[Start of section]

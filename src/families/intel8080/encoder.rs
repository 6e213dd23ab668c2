// SPDX-License-Identifier: GPL-3.0-or-later
// Copyright (C) 2026 Erik van der Tier

//! Intel 8080/8085 branch encoder.
//!
//! The 8080 has no relative branches, so the skip branch is an absolute
//! `Jcc nn` and the counted loop is `DCR B ; JNZ nn`.

use crate::core::cpu::{CpuFamily, CpuType, EncodeError};
use crate::core::encoder::{BranchEncoder, Condition};

use super::{jump_conditional_opcode, CPU_8080, FAMILY_ID, OP_JMP};

const OP_DCR_B: u8 = 0x05;
const OP_JNZ: u8 = 0xC2;

/// Branch encoder for the Intel 8080 and 8085.
#[derive(Debug, Clone, Copy)]
pub struct Intel8080Encoder {
    cpu: CpuType,
}

impl Default for Intel8080Encoder {
    fn default() -> Self {
        Self::new(CPU_8080)
    }
}

impl Intel8080Encoder {
    pub fn new(cpu: CpuType) -> Self {
        Self { cpu }
    }
}

impl BranchEncoder for Intel8080Encoder {
    fn cpu_id(&self) -> CpuType {
        self.cpu
    }

    fn family_id(&self) -> CpuFamily {
        FAMILY_ID
    }

    fn conditional_len(&self, cond: Condition) -> Result<u16, EncodeError> {
        jump_conditional_opcode(cond)
            .map(|_| 3)
            .ok_or_else(|| EncodeError::unsupported_condition(self.cpu, cond))
    }

    fn conditional_branch(
        &self,
        cond: Condition,
        _at: u16,
        target: u16,
    ) -> Result<Vec<u8>, EncodeError> {
        let opcode = jump_conditional_opcode(cond)
            .ok_or_else(|| EncodeError::unsupported_condition(self.cpu, cond))?;
        let [lo, hi] = target.to_le_bytes();
        Ok(vec![opcode, lo, hi])
    }

    fn branch_len(&self) -> u16 {
        3
    }

    fn branch_operand_offset(&self) -> u16 {
        1
    }

    fn unconditional_branch(&self, target: u16) -> Vec<u8> {
        let [lo, hi] = target.to_le_bytes();
        vec![OP_JMP, lo, hi]
    }

    fn counted_branch(&self, _at: u16, anchor: u16) -> Result<Vec<u8>, EncodeError> {
        let [lo, hi] = anchor.to_le_bytes();
        Ok(vec![OP_DCR_B, OP_JNZ, lo, hi])
    }
}

#[cfg(test)]
mod tests {
    use super::*;
    use crate::families::intel8080::CPU_8085;

    #[test]
    fn skip_branch_is_absolute_jcc() {
        let enc = Intel8080Encoder::default();
        assert_eq!(enc.conditional_len(Condition::Zero), Ok(3));
        assert_eq!(
            enc.conditional_branch(Condition::Zero, 0x0100, 0x0106),
            Ok(vec![0xCA, 0x06, 0x01])
        );
    }

    #[test]
    fn overflow_has_no_8080_form() {
        let enc = Intel8080Encoder::new(CPU_8085);
        let err = enc.conditional_len(Condition::Overflow).unwrap_err();
        assert_eq!(err.message, "condition 'v' has no branch form on 8085");
    }

    #[test]
    fn counted_loop_decrements_b() {
        let enc = Intel8080Encoder::default();
        assert_eq!(
            enc.counted_branch(0x2000, 0x1234),
            Ok(vec![0x05, 0xC2, 0x34, 0x12])
        );
        assert_eq!(enc.unconditional_branch(0xBEEF), vec![0xC3, 0xEF, 0xBE]);
    }
}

[End of section]

ACTIVITY:
Take the lines from the first line of the records through the line holding "fn conditional_len(&self, cond: Condition)", both included, and please reproduce them exactly with nothing added.

YOUR SOLUTION:
filename src/families/intel8080/encoder.rs
repository 6e213dd23ab668c2
// SPDX-License-Identifier: GPL-3.0-or-later
// Copyright (C) 2026 Erik van der Tier

//! Intel 8080/8085 branch encoder.
//!
//! The 8080 has no relative branches, so the skip branch is an absolute
//! `Jcc nn` and the counted loop is `DCR B ; JNZ nn`.

use crate::core::cpu::{CpuFamily, CpuType, EncodeError};
use crate::core::encoder::{BranchEncoder, Condition};

use super::{jump_conditional_opcode, CPU_8080, FAMILY_ID, OP_JMP};

const OP_DCR_B: u8 = 0x05;
const OP_JNZ: u8 = 0xC2;

/// Branch encoder for the Intel 8080 and 8085.
#[derive(Debug, Clone, Copy)]
pub struct Intel8080Encoder {
    cpu: CpuType,
}

impl Default for Intel8080Encoder {
    fn default() -> Self {
        Self::new(CPU_8080)
    }
}

impl Intel8080Encoder {
    pub fn new(cpu: CpuType) -> Self {
        Self { cpu }
    }
}

impl BranchEncoder for Intel8080Encoder {
    fn cpu_id(&self) -> CpuType {
        self.cpu
    }

    fn family_id(&self) -> CpuFamily {
        FAMILY_ID
    }

    fn conditional_len(&self, cond: Condition) -> Result<u16, EncodeError> {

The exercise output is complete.